WHAT YOU NEED TO DO: Retype every entry below without altering anything.

(Records from a collection)
/---
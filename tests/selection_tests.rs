// tests/selection_tests.rs
use chrono::{Duration, NaiveDate, Utc};

use agro_scout::selection::{select_dates, DateSelectorParams, SearchCache};
use agro_scout::services::{SceneRef, SearchResult};

fn date(y: i32, m: u32, d: u32) -> NaiveDate {
    NaiveDate::from_ymd_opt(y, m, d).unwrap()
}

fn candidates(base: NaiveDate, offsets_and_cloud: &[(i64, f64)]) -> SearchResult {
    offsets_and_cloud
        .iter()
        .enumerate()
        .map(|(i, &(offset, cloud))| {
            (
                base + Duration::days(offset),
                SceneRef {
                    scene_id: format!("scene-{i}"),
                    cloud_pct: cloud,
                },
            )
        })
        .collect()
}

fn no_bias() -> DateSelectorParams {
    DateSelectorParams {
        growth_stage_bias: false,
        ..DateSelectorParams::default()
    }
}

#[test]
fn greedy_selection_enforces_minimum_interval() {
    let base = date(2024, 5, 1);
    let input = candidates(
        base,
        &[(0, 5.0), (1, 5.0), (2, 5.0), (10, 5.0), (11, 5.0), (20, 5.0)],
    );
    let selected = select_dates(&input, &[], &no_bias());
    assert_eq!(
        selected,
        vec![base, base + Duration::days(10), base + Duration::days(20)]
    );
}

#[test]
fn earliest_candidate_is_always_kept() {
    let base = date(2024, 5, 1);
    let input = candidates(base, &[(3, 12.0), (4, 2.0)]);
    let selected = select_dates(&input, &[], &no_bias());
    assert_eq!(selected[0], base + Duration::days(3));
}

#[test]
fn cloudy_candidates_are_discarded() {
    let base = date(2024, 5, 1);
    let input = candidates(base, &[(0, 5.0), (8, 45.0), (16, 10.0)]);
    let selected = select_dates(&input, &[], &no_bias());
    assert_eq!(selected, vec![base, base + Duration::days(16)]);
}

#[test]
fn empty_candidates_yield_empty_selection() {
    let input = SearchResult::new();
    let anchors = vec![date(2024, 6, 1)];
    assert!(select_dates(&input, &anchors, &DateSelectorParams::default()).is_empty());
}

#[test]
fn anchor_prefers_lowest_cloud_within_tolerance() {
    let base = date(2024, 5, 1);
    let anchor = base + Duration::days(30);
    // Both candidates sit within the +/-3 day tolerance and both are too
    // close to the previous kept date; only the clearer one survives as
    // the anchor favourite.
    let input = candidates(base, &[(26, 5.0), (29, 15.0), (31, 4.0)]);
    let selected = select_dates(&input, &[anchor], &DateSelectorParams::default());
    assert!(selected.contains(&(base + Duration::days(31))));
    assert!(!selected.contains(&(base + Duration::days(29))));
}

#[test]
fn anchor_winner_overrides_spacing() {
    let base = date(2024, 5, 1);
    let anchor = base + Duration::days(14);
    // Day 12 is kept by spacing; day 14 is within 7 days of it but is the
    // anchor favourite, so both survive.
    let input = candidates(base, &[(0, 5.0), (12, 5.0), (14, 3.0)]);
    let selected = select_dates(&input, &[anchor], &DateSelectorParams::default());
    assert!(selected.contains(&(base + Duration::days(12))));
    assert!(selected.contains(&(base + Duration::days(14))));
}

#[test]
fn anchor_ties_go_to_the_earlier_date() {
    let base = date(2024, 5, 1);
    let anchor = base + Duration::days(30);
    let input = candidates(base, &[(28, 5.0), (32, 5.0)]);
    let selected = select_dates(&input, &[anchor], &DateSelectorParams::default());
    assert!(selected.contains(&(base + Duration::days(28))));
    assert!(!selected.contains(&(base + Duration::days(32))));
}

#[test]
fn disabled_bias_ignores_anchors() {
    let base = date(2024, 5, 1);
    let anchor = base + Duration::days(14);
    let input = candidates(base, &[(0, 5.0), (12, 5.0), (14, 3.0)]);
    let selected = select_dates(&input, &[anchor], &no_bias());
    assert_eq!(selected, vec![base, base + Duration::days(12)]);
}

#[test]
fn cache_round_trip() {
    let cache = SearchCache::new(24);
    let ring = [(13.0, 45.0), (13.01, 45.0), (13.01, 45.01), (13.0, 45.0)];
    let (start, end) = (date(2024, 1, 1), date(2024, 4, 1));
    let result = candidates(start, &[(0, 5.0), (6, 10.0)]);

    assert!(cache.lookup(&ring, start, end, 20.0).is_none());
    cache.store(&ring, start, end, 20.0, result.clone());
    assert_eq!(cache.lookup(&ring, start, end, 20.0), Some(result));
    assert_eq!(cache.len(), 1);
}

#[test]
fn cache_key_covers_the_whole_query() {
    let cache = SearchCache::new(24);
    let ring = [(13.0, 45.0), (13.01, 45.0), (13.01, 45.01), (13.0, 45.0)];
    let (start, end) = (date(2024, 1, 1), date(2024, 4, 1));
    cache.store(&ring, start, end, 20.0, SearchResult::new());

    // Different cloud threshold, date range or geometry must miss.
    assert!(cache.lookup(&ring, start, end, 30.0).is_none());
    assert!(cache
        .lookup(&ring, start, end + Duration::days(1), 20.0)
        .is_none());
    let other_ring = [(13.0, 45.0), (13.02, 45.0), (13.02, 45.01), (13.0, 45.0)];
    assert!(cache.lookup(&other_ring, start, end, 20.0).is_none());
}

#[test]
fn cache_entries_expire_after_ttl() {
    let cache = SearchCache::new(24);
    let ring = [(13.0, 45.0), (13.01, 45.0), (13.01, 45.01), (13.0, 45.0)];
    let (start, end) = (date(2024, 1, 1), date(2024, 4, 1));
    let stored_at = Utc::now();
    cache.store_at(&ring, start, end, 20.0, SearchResult::new(), stored_at);

    let just_before = stored_at + Duration::hours(24) - Duration::seconds(1);
    assert!(cache.lookup_at(&ring, start, end, 20.0, just_before).is_some());

    let at_expiry = stored_at + Duration::hours(24);
    assert!(cache.lookup_at(&ring, start, end, 20.0, at_expiry).is_none());
    // The expired entry is purged, not kept around.
    assert!(cache.is_empty());
}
\---
RESPONSE TO THE EXERCISE:
filename tests/selection_tests.rs
// tests/selection_tests.rs
use chrono::{Duration, NaiveDate, Utc};

use agro_scout::selection::{select_dates, DateSelectorParams, SearchCache};
use agro_scout::services::{SceneRef, SearchResult};

fn date(y: i32, m: u32, d: u32) -> NaiveDate {
    NaiveDate::from_ymd_opt(y, m, d).unwrap()
}

fn candidates(base: NaiveDate, offsets_and_cloud: &[(i64, f64)]) -> SearchResult {
    offsets_and_cloud
        .iter()
        .enumerate()
        .map(|(i, &(offset, cloud))| {
            (
                base + Duration::days(offset),
                SceneRef {
                    scene_id: format!("scene-{i}"),
                    cloud_pct: cloud,
                },
            )
        })
        .collect()
}

fn no_bias() -> DateSelectorParams {
    DateSelectorParams {
        growth_stage_bias: false,
        ..DateSelectorParams::default()
    }
}

#[test]
fn greedy_selection_enforces_minimum_interval() {
    let base = date(2024, 5, 1);
    let input = candidates(
        base,
        &[(0, 5.0), (1, 5.0), (2, 5.0), (10, 5.0), (11, 5.0), (20, 5.0)],
    );
    let selected = select_dates(&input, &[], &no_bias());
    assert_eq!(
        selected,
        vec![base, base + Duration::days(10), base + Duration::days(20)]
    );
}

#[test]
fn earliest_candidate_is_always_kept() {
    let base = date(2024, 5, 1);
    let input = candidates(base, &[(3, 12.0), (4, 2.0)]);
    let selected = select_dates(&input, &[], &no_bias());
    assert_eq!(selected[0], base + Duration::days(3));
}

#[test]
fn cloudy_candidates_are_discarded() {
    let base = date(2024, 5, 1);
    let input = candidates(base, &[(0, 5.0), (8, 45.0), (16, 10.0)]);
    let selected = select_dates(&input, &[], &no_bias());
    assert_eq!(selected, vec![base, base + Duration::days(16)]);
}

#[test]
fn empty_candidates_yield_empty_selection() {
    let input = SearchResult::new();
    let anchors = vec![date(2024, 6, 1)];
    assert!(select_dates(&input, &anchors, &DateSelectorParams::default()).is_empty());
}

#[test]
fn anchor_prefers_lowest_cloud_within_tolerance() {
    let base = date(2024, 5, 1);
    let anchor = base + Duration::days(30);
    // Both candidates sit within the +/-3 day tolerance and both are too
    // close to the previous kept date; only the clearer one survives as
    // the anchor favourite.
    let input = candidates(base, &[(26, 5.0), (29, 15.0), (31, 4.0)]);
    let selected = select_dates(&input, &[anchor], &DateSelectorParams::default());
    assert!(selected.contains(&(base + Duration::days(31))));
    assert!(!selected.contains(&(base + Duration::days(29))));
}

#[test]
fn anchor_winner_overrides_spacing() {
    let base = date(2024, 5, 1);
    let anchor = base + Duration::days(14);
    // Day 12 is kept by spacing; day 14 is within 7 days of it but is the
    // anchor favourite, so both survive.
    let input = candidates(base, &[(0, 5.0), (12, 5.0), (14, 3.0)]);
    let selected = select_dates(&input, &[anchor], &DateSelectorParams::default());
    assert!(selected.contains(&(base + Duration::days(12))));
    assert!(selected.contains(&(base + Duration::days(14))));
}

#[test]
fn anchor_ties_go_to_the_earlier_date() {
    let base = date(2024, 5, 1);
    let anchor = base + Duration::days(30);
    let input = candidates(base, &[(28, 5.0), (32, 5.0)]);
    let selected = select_dates(&input, &[anchor], &DateSelectorParams::default());
    assert!(selected.contains(&(base + Duration::days(28))));
    assert!(!selected.contains(&(base + Duration::days(32))));
}

#[test]
fn disabled_bias_ignores_anchors() {
    let base = date(2024, 5, 1);
    let anchor = base + Duration::days(14);
    let input = candidates(base, &[(0, 5.0), (12, 5.0), (14, 3.0)]);
    let selected = select_dates(&input, &[anchor], &no_bias());
    assert_eq!(selected, vec![base, base + Duration::days(12)]);
}

#[test]
fn cache_round_trip() {
    let cache = SearchCache::new(24);
    let ring = [(13.0, 45.0), (13.01, 45.0), (13.01, 45.01), (13.0, 45.0)];
    let (start, end) = (date(2024, 1, 1), date(2024, 4, 1));
    let result = candidates(start, &[(0, 5.0), (6, 10.0)]);

    assert!(cache.lookup(&ring, start, end, 20.0).is_none());
    cache.store(&ring, start, end, 20.0, result.clone());
    assert_eq!(cache.lookup(&ring, start, end, 20.0), Some(result));
    assert_eq!(cache.len(), 1);
}

#[test]
fn cache_key_covers_the_whole_query() {
    let cache = SearchCache::new(24);
    let ring = [(13.0, 45.0), (13.01, 45.0), (13.01, 45.01), (13.0, 45.0)];
    let (start, end) = (date(2024, 1, 1), date(2024, 4, 1));
    cache.store(&ring, start, end, 20.0, SearchResult::new());

    // Different cloud threshold, date range or geometry must miss.
    assert!(cache.lookup(&ring, start, end, 30.0).is_none());
    assert!(cache
        .lookup(&ring, start, end + Duration::days(1), 20.0)
        .is_none());
    let other_ring = [(13.0, 45.0), (13.02, 45.0), (13.02, 45.01), (13.0, 45.0)];
    assert!(cache.lookup(&other_ring, start, end, 20.0).is_none());
}

#[test]
fn cache_entries_expire_after_ttl() {
    let cache = SearchCache::new(24);
    let ring = [(13.0, 45.0), (13.01, 45.0), (13.01, 45.01), (13.0, 45.0)];
    let (start, end) = (date(2024, 1, 1), date(2024, 4, 1));
    let stored_at = Utc::now();
    cache.store_at(&ring, start, end, 20.0, SearchResult::new(), stored_at);

    let just_before = stored_at + Duration::hours(24) - Duration::seconds(1);
    assert!(cache.lookup_at(&ring, start, end, 20.0, just_before).is_some());

    let at_expiry = stored_at + Duration::hours(24);
    assert!(cache.lookup_at(&ring, start, end, 20.0, at_expiry).is_none());
    // The expired entry is purged, not kept around.
    assert!(cache.is_empty());
}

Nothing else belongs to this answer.